The problem: Please report how many lines of the listing contain the string "crate", giving the number only.
########################################
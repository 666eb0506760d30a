use ndarray::Array1;

use crate::error::Error;

/// Entropy orders closer than this to 1 are treated as q = 1.
pub const ENTROPY_ORDER_EPSILON: f64 = 1e-6;

/// Checks the m/z tolerance (Da) used for centroiding and alignment.
///
/// # Arguments
/// * `tolerance` - Tolerance in Dalton
///
pub fn validate_tolerance(tolerance: f64) -> Result<(), Error> {
    if !tolerance.is_finite() || tolerance < 0.0 {
        return Err(Error::InvalidParameter("tolerance".to_string(), tolerance));
    }
    Ok(())
}

/// Checks the noise removal fraction, which is relative to the highest peak.
pub fn validate_noise_removal(noise_removal: f64) -> Result<(), Error> {
    if !(0.0..=1.0).contains(&noise_removal) {
        return Err(Error::InvalidParameter(
            "noise removal".to_string(),
            noise_removal,
        ));
    }
    Ok(())
}

/// Checks the entropy threshold of the entropy based intensity weighting.
pub fn validate_entropy_threshold(threshold: f64) -> Result<(), Error> {
    if !threshold.is_finite() || threshold < 0.0 {
        return Err(Error::InvalidParameter(
            "entropy threshold".to_string(),
            threshold,
        ));
    }
    Ok(())
}

/// Checks an entropy order `q`, which must be positive and finite.
/// Whether `q` is singular is a separate question, see [`is_singular_order`].
pub fn validate_entropy_order(q: f64) -> Result<(), Error> {
    if !q.is_finite() || q <= 0.0 {
        return Err(Error::InvalidParameter("entropy order".to_string(), q));
    }
    Ok(())
}

pub fn is_singular_order(q: f64) -> bool {
    (q - 1.0).abs() < ENTROPY_ORDER_EPSILON
}

/// Checks that two vectors can be compared element-wise.
pub fn check_same_length(a: &Array1<f64>, b: &Array1<f64>) -> Result<(), Error> {
    if a.len() != b.len() {
        return Err(Error::ShapeMismatch(a.len(), b.len()));
    }
    Ok(())
}

/// Sums a vector and fails if the sum cannot be used as a normalizer.
///
/// # Arguments
/// * `values` - Vector to sum
/// * `context` - What the sum is needed for, used in the error message
///
pub fn positive_sum(values: &Array1<f64>, context: &str) -> Result<f64, Error> {
    let sum = values.sum();
    if !sum.is_finite() || sum <= 0.0 {
        return Err(Error::DegenerateInput(format!(
            "{context} needs a positive finite sum, got {sum}"
        )));
    }
    Ok(sum)
}

#[cfg(test)]
pub mod tests {
    use super::*;
    use crate::spectrum::Spectrum;

    /// Builds a spectrum from (m/z, intensity) pairs, panicking on invalid input.
    pub fn spectrum(peaks: &[(f64, f64)]) -> Spectrum {
        Spectrum::from_peaks(peaks).unwrap()
    }

    /// Small, well separated spectrum resembling a real MS2 scan.
    pub fn reference_spectrum() -> Spectrum {
        spectrum(&[
            (69.034, 8.0),
            (86.096, 100.0),
            (120.081, 45.0),
            (136.076, 12.0),
            (173.129, 3.0),
            (244.166, 27.0),
            (301.187, 5.0),
        ])
    }

    /// Asserts that two floats differ by less than `tolerance`.
    pub fn assert_close(actual: f64, expected: f64, tolerance: f64) {
        assert!(
            (actual - expected).abs() < tolerance,
            "{actual} != {expected} (tolerance {tolerance})"
        );
    }

    #[test]
    fn test_validate_tolerance() {
        assert!(validate_tolerance(0.0).is_ok());
        assert!(validate_tolerance(0.05).is_ok());
        assert!(validate_tolerance(-0.01).is_err());
        assert!(validate_tolerance(f64::INFINITY).is_err());
    }

    #[test]
    fn test_validate_noise_removal() {
        assert!(validate_noise_removal(0.0).is_ok());
        assert!(validate_noise_removal(1.0).is_ok());
        assert!(validate_noise_removal(1.5).is_err());
        assert!(validate_noise_removal(f64::NAN).is_err());
    }

    #[test]
    fn test_validate_entropy_threshold() {
        assert!(validate_entropy_threshold(0.0).is_ok());
        assert!(validate_entropy_threshold(3.0).is_ok());
        assert!(validate_entropy_threshold(-0.5).is_err());
        assert!(validate_entropy_threshold(f64::NAN).is_err());
    }

    #[test]
    fn test_entropy_order() {
        assert!(validate_entropy_order(0.5).is_ok());
        assert!(validate_entropy_order(0.0).is_err());
        assert!(is_singular_order(1.0));
        assert!(is_singular_order(1.0 + 1e-9));
        assert!(!is_singular_order(1.0001));
    }

    #[test]
    fn test_positive_sum() {
        assert_eq!(
            positive_sum(&Array1::from(vec![1.0, 3.0]), "test").unwrap(),
            4.0
        );
        assert!(matches!(
            positive_sum(&Array1::zeros(3), "test"),
            Err(Error::DegenerateInput(_))
        ));
        assert!(positive_sum(&Array1::zeros(0), "test").is_err());
    }
}
use ndarray::Array1;

use crate::{
    error::Error,
    utils::{is_singular_order, positive_sum, validate_entropy_order},
};

/// Shannon entropy (natural logarithm) of an intensity vector.
/// The vector is normalized to a probability distribution first, so it does not need to sum to 1.
/// Zero entries contribute nothing (0 * ln 0 = 0).
///
/// # Arguments
/// * `intensities` - Non-negative intensities with a positive sum
///
pub fn shannon_entropy(intensities: &Array1<f64>) -> Result<f64, Error> {
    let total = positive_sum(intensities, "Shannon entropy")?;
    Ok(-intensities
        .iter()
        .filter(|&&intensity| intensity > 0.0)
        .map(|&intensity| {
            let p = intensity / total;
            p * p.ln()
        })
        .sum::<f64>())
}

/// Sum of `v^q`, the building block of both generalized entropies.
pub(crate) fn power_sum(intensities: &Array1<f64>, q: f64) -> f64 {
    intensities.iter().map(|&intensity| intensity.powf(q)).sum()
}

fn check_generalized_order(q: f64) -> Result<(), Error> {
    validate_entropy_order(q)?;
    if is_singular_order(q) {
        return Err(Error::SingularParameter(q));
    }
    Ok(())
}

/// Rényi entropy of order `q`: `ln(Σ v^q) / (1 - q)`.
///
/// Unlike [`shannon_entropy`] the input is taken as is and must already sum to 1.
///
/// # Arguments
/// * `intensities` - Probability distribution
/// * `q` - Entropy order, positive and not 1
///
pub fn renyi_entropy(intensities: &Array1<f64>, q: f64) -> Result<f64, Error> {
    check_generalized_order(q)?;
    let sum = power_sum(intensities, q);
    if !sum.is_finite() || sum <= 0.0 {
        return Err(Error::DegenerateInput(format!(
            "Rényi entropy needs a positive power sum, got {sum}"
        )));
    }
    Ok(sum.ln() / (1.0 - q))
}

/// Tsallis entropy of order `q`: `(Σ v^q - 1) / (1 - q)`.
///
/// The input must already sum to 1.
///
/// # Arguments
/// * `intensities` - Probability distribution
/// * `q` - Entropy order, positive and not 1
///
pub fn tsallis_entropy(intensities: &Array1<f64>, q: f64) -> Result<f64, Error> {
    check_generalized_order(q)?;
    let sum = power_sum(intensities, q);
    if !sum.is_finite() {
        return Err(Error::DegenerateInput(format!(
            "Tsallis entropy needs a finite power sum, got {sum}"
        )));
    }
    Ok((sum - 1.0) / (1.0 - q))
}
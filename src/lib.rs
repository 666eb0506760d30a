/// Peak matching between two spectra
pub mod alignment;
pub mod centroiding;
/// Centroiding, noise removal and normalization
pub mod cleaning;
pub mod configuration;
pub mod entropy;
pub mod error;
/// Weighting, cleaning, alignment and scoring in one place
pub mod scorer;
pub mod scoring_result;
/// Cosine and entropy based similarity measures
pub mod similarity;
pub mod spectrum;
// Various utilities
pub mod utils;
pub mod weighting;
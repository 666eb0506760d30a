#[derive(Debug, Clone, PartialEq)]
pub struct ScoringResult {
    pub score: f64,
    /// Peaks in the query after cleaning
    pub query_peaks: usize,
    /// Peaks in the reference after cleaning
    pub reference_peaks: usize,
    /// Aligned rows with an intensity in both spectra
    pub peaks_matched: usize,
}
use chrono::NaiveDate;
use coldstore_core::db::open_db_in_memory;
use coldstore_core::{
    AllocationConfig, CoolingService, ErrorKind, HorizonPolicy, Missing, Place, Placement,
    ServiceError, Tray,
};
use rusqlite::Connection;
use std::sync::{Arc, Barrier};
use std::thread;

fn date(year: i32, month: u32, day: u32) -> NaiveDate {
    NaiveDate::from_ymd_opt(year, month, day).unwrap()
}

fn setup() -> Connection {
    let conn = open_db_in_memory().unwrap();
    conn.execute_batch(
        "INSERT INTO samplekind (samplekindid, text, validnoofdays) VALUES (1, 'blood', 10);
         INSERT INTO samplekind (samplekindid, text, validnoofdays) VALUES (2, 'plasma', 40);",
    )
    .unwrap();
    conn
}

fn count(conn: &Connection, table: &str) -> i64 {
    conn.query_row(&format!("SELECT COUNT(*) FROM {table};"), [], |row| {
        row.get(0)
    })
    .unwrap()
}

fn occupied(conn: &Connection) -> Vec<(i64, i64, i64)> {
    let mut stmt = conn
        .prepare(
            "SELECT trayid, placeno, sampleid
             FROM place
             WHERE sampleid IS NOT NULL
             ORDER BY trayid, placeno;",
        )
        .unwrap();
    let rows = stmt
        .query_map([], |row| Ok((row.get(0)?, row.get(1)?, row.get(2)?)))
        .unwrap();
    rows.map(Result::unwrap).collect()
}

#[test]
fn creates_tray_with_grace_window_when_none_fits() {
    let mut conn = setup();
    let placement = {
        let mut service =
            CoolingService::try_new(&mut conn, AllocationConfig::default()).unwrap();
        service.create_sample_on(100, 1, date(2024, 1, 1)).unwrap();
        let placement = service.allocate_sample(100, 5).unwrap();

        let trays = service.list_trays().unwrap();
        assert_eq!(
            trays,
            vec![Tray {
                id: placement.tray_id,
                diameter: 5,
                horizon: Some(date(2024, 2, 10)),
            }]
        );
        assert_eq!(
            service.list_places(placement.tray_id).unwrap(),
            vec![Place {
                tray_id: placement.tray_id,
                place_no: 1,
                sample_id: Some(100),
            }]
        );
        placement
    };

    assert_eq!(placement.place_no, 1);
    assert_eq!(placement.sample_id, 100);
    assert_eq!(count(&conn, "tray"), 1);
    assert_eq!(count(&conn, "place"), 1);
}

#[test]
fn uses_lowest_free_place_of_existing_tray_and_touches_nothing_else() {
    let mut conn = setup();
    let mut service = CoolingService::try_new(&mut conn, AllocationConfig::default()).unwrap();
    service.create_sample_on(1, 1, date(2024, 1, 1)).unwrap();
    service.create_sample_on(2, 1, date(2024, 1, 1)).unwrap();
    let tray = service
        .provision_tray(5, Some(date(2024, 3, 1)), 4)
        .unwrap();

    let first = service.allocate_sample(1, 5).unwrap();
    assert_eq!(
        first,
        Placement {
            tray_id: tray.id,
            place_no: 1,
            sample_id: 1,
        }
    );

    let second = service.allocate_sample(2, 5).unwrap();
    assert_eq!(second.tray_id, tray.id);
    assert_eq!(second.place_no, 2);

    let places = service.list_places(tray.id).unwrap();
    let free: Vec<i64> = places
        .iter()
        .filter(|place| place.is_free())
        .map(|place| place.place_no)
        .collect();
    assert_eq!(free, vec![3, 4]);
    assert_eq!(service.list_trays().unwrap().len(), 1);
}

#[test]
fn fills_gap_left_in_middle_of_tray() {
    let mut conn = setup();
    conn.execute_batch(
        "INSERT INTO sample (sampleid, samplekindid, expirationdate) VALUES (50, 1, '2024-01-05');
         INSERT INTO sample (sampleid, samplekindid, expirationdate) VALUES (51, 1, '2024-01-05');
         INSERT INTO sample (sampleid, samplekindid, expirationdate) VALUES (52, 1, '2024-01-05');
         INSERT INTO tray (trayid, diameter, expirationdate) VALUES (7, 3, '2024-01-31');
         INSERT INTO place (trayid, placeno, sampleid) VALUES (7, 1, 50);
         INSERT INTO place (trayid, placeno, sampleid) VALUES (7, 2, NULL);
         INSERT INTO place (trayid, placeno, sampleid) VALUES (7, 3, 51);
         INSERT INTO place (trayid, placeno, sampleid) VALUES (7, 4, NULL);",
    )
    .unwrap();

    {
        let mut service =
            CoolingService::try_new(&mut conn, AllocationConfig::default()).unwrap();
        let placement = service.allocate_sample(52, 3).unwrap();
        assert_eq!((placement.tray_id, placement.place_no), (7, 2));
    }
    assert_eq!(
        occupied(&conn),
        vec![(7, 1, 50), (7, 2, 52), (7, 3, 51)]
    );
}

#[test]
fn prefers_tray_expiring_soonest_that_still_covers_sample() {
    let mut conn = setup();
    let mut service = CoolingService::try_new(&mut conn, AllocationConfig::default()).unwrap();
    service.create_sample_on(1, 1, date(2024, 1, 1)).unwrap();

    let _too_short = service.provision_tray(5, Some(date(2024, 1, 10)), 2).unwrap();
    let _later = service.provision_tray(5, Some(date(2024, 4, 1)), 2).unwrap();
    let _unbounded = service.provision_tray(5, None, 2).unwrap();
    let _other_size = service.provision_tray(6, Some(date(2024, 1, 20)), 2).unwrap();
    let closest = service.provision_tray(5, Some(date(2024, 1, 20)), 2).unwrap();

    let placement = service.allocate_sample(1, 5).unwrap();
    assert_eq!(placement.tray_id, closest.id);
}

#[test]
fn ties_on_horizon_break_by_lowest_tray_id() {
    let mut conn = setup();
    let mut service = CoolingService::try_new(&mut conn, AllocationConfig::default()).unwrap();
    service.create_sample_on(1, 1, date(2024, 1, 1)).unwrap();

    let first = service.provision_tray(5, Some(date(2024, 2, 1)), 1).unwrap();
    let _second = service.provision_tray(5, Some(date(2024, 2, 1)), 1).unwrap();

    assert_eq!(service.allocate_sample(1, 5).unwrap().tray_id, first.id);
}

#[test]
fn unbounded_tray_is_used_when_no_dated_tray_fits() {
    let mut conn = setup();
    let mut service = CoolingService::try_new(&mut conn, AllocationConfig::default()).unwrap();
    service.create_sample_on(1, 2, date(2024, 1, 1)).unwrap();

    let _short = service.provision_tray(5, Some(date(2024, 1, 15)), 1).unwrap();
    let unbounded = service.provision_tray(5, None, 1).unwrap();

    assert_eq!(service.allocate_sample(1, 5).unwrap().tray_id, unbounded.id);
}

#[test]
fn equal_horizon_qualifies_only_under_inclusive_policy() {
    let mut conn = setup();
    let mut inclusive =
        CoolingService::try_new(&mut conn, AllocationConfig::default()).unwrap();
    inclusive.create_sample_on(1, 1, date(2024, 1, 1)).unwrap();
    inclusive.create_sample_on(2, 1, date(2024, 1, 1)).unwrap();
    let exact = inclusive
        .provision_tray(5, Some(date(2024, 1, 11)), 1)
        .unwrap();
    assert_eq!(inclusive.allocate_sample(1, 5).unwrap().tray_id, exact.id);
    drop(inclusive);

    conn.execute("UPDATE place SET sampleid = NULL WHERE trayid = ?1;", [exact.id])
        .unwrap();

    let strict_config = AllocationConfig {
        horizon_policy: HorizonPolicy::Strict,
        ..AllocationConfig::default()
    };
    let mut strict = CoolingService::try_new(&mut conn, strict_config).unwrap();
    let placement = strict.allocate_sample(2, 5).unwrap();
    assert_ne!(placement.tray_id, exact.id);
    assert_eq!(strict.list_trays().unwrap().len(), 2);
}

#[test]
fn full_candidate_tray_fails_without_creating_another() {
    let mut conn = setup();
    let mut service = CoolingService::try_new(&mut conn, AllocationConfig::default()).unwrap();
    service.create_sample_on(1, 1, date(2024, 1, 1)).unwrap();
    service.create_sample_on(2, 1, date(2024, 1, 1)).unwrap();
    let tray = service.provision_tray(5, Some(date(2024, 2, 1)), 1).unwrap();

    service.allocate_sample(1, 5).unwrap();
    let err = service.allocate_sample(2, 5).unwrap_err();

    assert!(matches!(err, ServiceError::NoCapacity { tray_id } if tray_id == tray.id));
    assert_eq!(service.list_trays().unwrap().len(), 1);
    assert!(service.find_placement(2).unwrap().is_none());
}

#[test]
fn unknown_sample_fails_not_found_without_mutation() {
    let mut conn = setup();
    {
        let mut service =
            CoolingService::try_new(&mut conn, AllocationConfig::default()).unwrap();
        let err = service.allocate_sample(999, 5).unwrap_err();
        assert!(matches!(err, ServiceError::NotFound(Missing::Sample(999))));
    }
    assert_eq!(count(&conn, "tray"), 0);
    assert_eq!(count(&conn, "place"), 0);
}

#[test]
fn placed_sample_cannot_be_allocated_again() {
    let mut conn = setup();
    let mut service = CoolingService::try_new(&mut conn, AllocationConfig::default()).unwrap();
    service.create_sample_on(1, 1, date(2024, 1, 1)).unwrap();
    let first = service.allocate_sample(1, 5).unwrap();

    let err = service.allocate_sample(1, 8).unwrap_err();
    assert_eq!(err.kind(), ErrorKind::Conflict);
    assert_eq!(service.find_placement(1).unwrap(), Some(first));
    assert_eq!(service.list_trays().unwrap().len(), 1);
}

#[test]
fn cleared_tray_without_places_is_skipped() {
    let mut conn = setup();
    let mut service = CoolingService::try_new(&mut conn, AllocationConfig::default()).unwrap();
    service.create_sample_on(1, 1, date(2024, 1, 1)).unwrap();
    service.create_sample_on(2, 1, date(2024, 1, 1)).unwrap();

    let first = service.allocate_sample(1, 5).unwrap();
    service.clear_tray(first.tray_id).unwrap();
    assert!(service.list_places(first.tray_id).unwrap().is_empty());

    let second = service.allocate_sample(2, 5).unwrap();
    assert_ne!(second.tray_id, first.tray_id);
    assert_eq!(second.place_no, 1);
}

#[test]
fn grace_window_is_configurable() {
    let mut conn = setup();
    let config = AllocationConfig {
        grace_days: 0,
        ..AllocationConfig::default()
    };
    let mut service = CoolingService::try_new(&mut conn, config).unwrap();
    service.create_sample_on(1, 1, date(2024, 1, 1)).unwrap();

    let placement = service.allocate_sample(1, 2).unwrap();
    let trays = service.list_trays().unwrap();
    assert_eq!(trays[0].id, placement.tray_id);
    assert_eq!(trays[0].horizon, Some(date(2024, 1, 11)));
}

#[test]
fn non_positive_diameter_is_invalid_input() {
    let mut conn = setup();
    let mut service = CoolingService::try_new(&mut conn, AllocationConfig::default()).unwrap();
    service.create_sample_on(1, 1, date(2024, 1, 1)).unwrap();

    let err = service.allocate_sample(1, -3).unwrap_err();
    assert_eq!(err.kind(), ErrorKind::InvalidInput);
    assert!(service.list_trays().unwrap().is_empty());
}

#[test]
fn concurrent_allocations_for_the_last_place_admit_exactly_one() {
    let dir = tempfile::tempdir().unwrap();
    let path = dir.path().join("shared.db");

    let tray_id = {
        let mut conn = coldstore_core::db::open_db(&path).unwrap();
        conn.execute_batch(
            "INSERT INTO samplekind (samplekindid, text, validnoofdays) VALUES (1, 'blood', 10);",
        )
        .unwrap();
        let mut service = CoolingService::try_new(&mut conn, AllocationConfig::default()).unwrap();
        service.create_sample_on(1, 1, date(2024, 1, 1)).unwrap();
        service.create_sample_on(2, 1, date(2024, 1, 1)).unwrap();
        service.provision_tray(5, Some(date(2024, 2, 1)), 1).unwrap().id
    };

    let start = Arc::new(Barrier::new(2));
    let workers: Vec<_> = [1_i64, 2]
        .into_iter()
        .map(|sample_id| {
            let mut conn = coldstore_core::db::open_db(&path).unwrap();
            let start = Arc::clone(&start);
            thread::spawn(move || {
                let mut service =
                    CoolingService::try_new(&mut conn, AllocationConfig::default()).unwrap();
                start.wait();
                service.allocate_sample(sample_id, 5)
            })
        })
        .collect();
    let results: Vec<_> = workers
        .into_iter()
        .map(|worker| worker.join().unwrap())
        .collect();

    let placed: Vec<Placement> = results
        .iter()
        .filter_map(|result| result.as_ref().ok().copied())
        .collect();
    assert_eq!(placed.len(), 1);
    assert_eq!((placed[0].tray_id, placed[0].place_no), (tray_id, 1));
    let losers: Vec<&ServiceError> = results
        .iter()
        .filter_map(|result| result.as_ref().err())
        .collect();
    assert_eq!(losers.len(), 1);
    assert!(matches!(losers[0], ServiceError::NoCapacity { tray_id: id } if *id == tray_id));

    let conn = coldstore_core::db::open_db(&path).unwrap();
    assert_eq!(occupied(&conn), vec![(tray_id, 1, placed[0].sample_id)]);
    assert_eq!(count(&conn, "tray"), 1);
}

#[test]
fn sample_expiring_at_end_of_calendar_gets_no_tray() {
    let mut conn = setup();
    conn.execute(
        "INSERT INTO sample (sampleid, samplekindid, expirationdate) VALUES (7, 1, '9999-12-20');",
        [],
    )
    .unwrap();
    {
        let mut service =
            CoolingService::try_new(&mut conn, AllocationConfig::default()).unwrap();
        let err = service.allocate_sample(7, 5).unwrap_err();
        assert!(matches!(err, ServiceError::InvalidInput(_)));
    }
    assert_eq!(count(&conn, "tray"), 0);
    assert_eq!(count(&conn, "place"), 0);
}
########################################
Your solution: 4